A few days after the election, the Center for American Progress released a set of recommendations for the Biden administration on engaging with religious communities. Among other ideas, the report urged Biden to reclaim the issue of religious liberty from the right, and to work with Francis to organize a global meeting of religious leaders to discuss climate change and refugee issues.
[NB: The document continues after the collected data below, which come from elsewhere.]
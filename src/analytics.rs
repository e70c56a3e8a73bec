// Copyright (c) 2025 Soumyadip Sarkar.
// All rights reserved.
//
// This source code is licensed under the license found in the
// LICENSE file in the root directory of this source tree.

//! Pure aggregations over an already filtered transaction slice.
//!
//! Nothing here mutates its input or performs I/O; every function is total
//! for any slice, including an empty one.

use chrono::Datelike;
use rust_decimal::Decimal;
use serde::ser::{Serialize, SerializeMap, Serializer};

use crate::models::{Category, Method, Status, Transaction};

/// Summed amounts keyed in first-seen order.
#[derive(Debug, Clone, PartialEq, Eq)]
pub struct Totals<K> {
    entries: Vec<(K, Decimal)>,
}

pub type CategoryStats = Totals<Category>;
pub type MonthlyStats = Totals<&'static str>;

impl<K> Default for Totals<K> {
    fn default() -> Self {
        Self {
            entries: Vec::new(),
        }
    }
}

impl<K: PartialEq> Totals<K> {
    pub fn add(&mut self, key: K, amount: Decimal) {
        match self.entries.iter_mut().find(|(k, _)| *k == key) {
            Some((_, total)) => *total = total.saturating_add(amount),
            None => self.entries.push((key, amount)),
        }
    }

    pub fn get(&self, key: &K) -> Option<Decimal> {
        self.entries
            .iter()
            .find(|(k, _)| k == key)
            .map(|(_, v)| *v)
    }

    pub fn iter(&self) -> impl Iterator<Item = (&K, &Decimal)> {
        self.entries.iter().map(|(k, v)| (k, v))
    }

    pub fn keys(&self) -> impl Iterator<Item = &K> {
        self.entries.iter().map(|(k, _)| k)
    }

    pub fn values(&self) -> impl Iterator<Item = Decimal> + '_ {
        self.entries.iter().map(|(_, v)| *v)
    }

    pub fn len(&self) -> usize {
        self.entries.len()
    }

    pub fn is_empty(&self) -> bool {
        self.entries.is_empty()
    }

    pub fn sum(&self) -> Decimal {
        saturating_sum(self.values())
    }

    /// Key with the largest total. Only a strictly larger total displaces the
    /// current leader, so ties go to the first-seen key.
    pub fn top(&self) -> Option<&K> {
        let mut best: Option<&(K, Decimal)> = None;
        for entry in &self.entries {
            if best.is_none_or(|b| entry.1 > b.1) {
                best = Some(entry);
            }
        }
        best.map(|(k, _)| k)
    }
}

impl<K: Serialize> Serialize for Totals<K> {
    fn serialize<S: Serializer>(&self, serializer: S) -> Result<S::Ok, S::Error> {
        let mut map = serializer.serialize_map(Some(self.entries.len()))?;
        for (k, v) in &self.entries {
            map.serialize_entry(k, v)?;
        }
        map.end()
    }
}

#[derive(Debug, Clone, Copy, Default, PartialEq, Eq, serde::Serialize)]
pub struct StatusCounts {
    pub success: usize,
    pub failed: usize,
}

pub fn category_totals(txns: &[Transaction]) -> CategoryStats {
    let mut totals = CategoryStats::default();
    for t in txns {
        totals.add(t.category.clone(), t.amount);
    }
    totals
}

/// Buckets by short month label only, so the same month of different years
/// lands in one bucket. Undated records are skipped.
pub fn monthly_totals(txns: &[Transaction]) -> MonthlyStats {
    let mut totals = MonthlyStats::default();
    for t in txns {
        if let Some(month) = t.month_label() {
            totals.add(month, t.amount);
        }
    }
    totals
}

/// Sums that pin at `Decimal::MAX` instead of overflowing.
fn saturating_sum(amounts: impl Iterator<Item = Decimal>) -> Decimal {
    let mut total = Decimal::ZERO;
    for amount in amounts {
        match total.checked_add(amount) {
            Some(next) => total = next,
            None => {
                tracing::warn!(%amount, "spend total overflowed, capping it");
                return Decimal::MAX;
            }
        }
    }
    total
}

pub fn total_spent(txns: &[Transaction]) -> Decimal {
    saturating_sum(txns.iter().map(|t| t.amount))
}

pub fn average_transaction(txns: &[Transaction]) -> Decimal {
    if txns.is_empty() {
        return Decimal::ZERO;
    }
    total_spent(txns) / Decimal::from(txns.len())
}

pub fn top_category(txns: &[Transaction]) -> Option<Category> {
    category_totals(txns).top().cloned()
}

/// Method used by the most transactions; ties go to the first-seen method.
pub fn most_used_method(txns: &[Transaction]) -> Option<Method> {
    let mut counts: Totals<&Method> = Totals::default();
    for t in txns {
        counts.add(&t.method, Decimal::ONE);
    }
    counts.top().map(|m| (*m).clone())
}

pub fn status_counts(txns: &[Transaction]) -> StatusCounts {
    let mut counts = StatusCounts::default();
    for t in txns {
        match t.status {
            Status::Success => counts.success += 1,
            Status::Failed => counts.failed += 1,
            Status::Other(_) => {}
        }
    }
    counts
}

/// Every transaction that shares its name with another transaction carrying
/// a different id. Input order is kept and groups are not collapsed.
pub fn recurring(txns: &[Transaction]) -> Vec<Transaction> {
    txns.iter()
        .filter(|t| txns.iter().any(|o| o.name == t.name && o.id != t.id))
        .cloned()
        .collect()
}

/// Distinct calendar years in first-seen order.
pub fn available_years(txns: &[Transaction]) -> Vec<i32> {
    let mut years = Vec::new();
    for y in txns.iter().filter_map(Transaction::year) {
        if !years.contains(&y) {
            years.push(y);
        }
    }
    years
}

/// Spend inside one calendar month of one year.
pub fn period_spend(txns: &[Transaction], year: i32, month: u32) -> Decimal {
    let amounts = txns
        .iter()
        .filter(|t| t.date.is_some_and(|d| d.year() == year && d.month() == month))
        .map(|t| t.amount);
    saturating_sum(amounts)
}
Rabbi Jason Kimelman-Block, the Washington director of Bend the Arc, a progressive Jewish advocacy network, said the religious left is now in a position to act more proactively after four years of being on the defensive against Trump administration policies. He is enthusiastic about Biden's appointments, especially Alejandro Mayorkas, the first Latino and the first person who has been a refugee to lead the Department of Homeland Security. Mayorkas' mother fled the Holocaust, and the new secretary has served on the board of the Hebrew Immigrant Aid Society.

But Kimelman-Block cautioned that white supremacist violence remains a clear danger, especially for Jews, Muslims and other minority groups. "So many of those vulnerable communities are religious communities or congregate in religious spaces," he said. "So there is an ongoing need to remain vigilant and protect them from an emboldened right-wing movement."

Along with taking advantage of the new political winds in Washington, Sullivan, the veteran chronicler of progressive religion, observes that if the religious left is going to remain a potent force into the future a major chasm must be filled.

"We need more funders who see progressive religious advocacy as valuable and worth funding," she said. "There needs to be investors who have long-term patience instead of wanting to see results in congressional cycles. It took the religious right decades. We're not going to do this overnight."

[John Gehring is Catholic program director at Faith in Public Life and author of The Francis Effect: A Radical Pope's Challenge to the American Catholic Church.]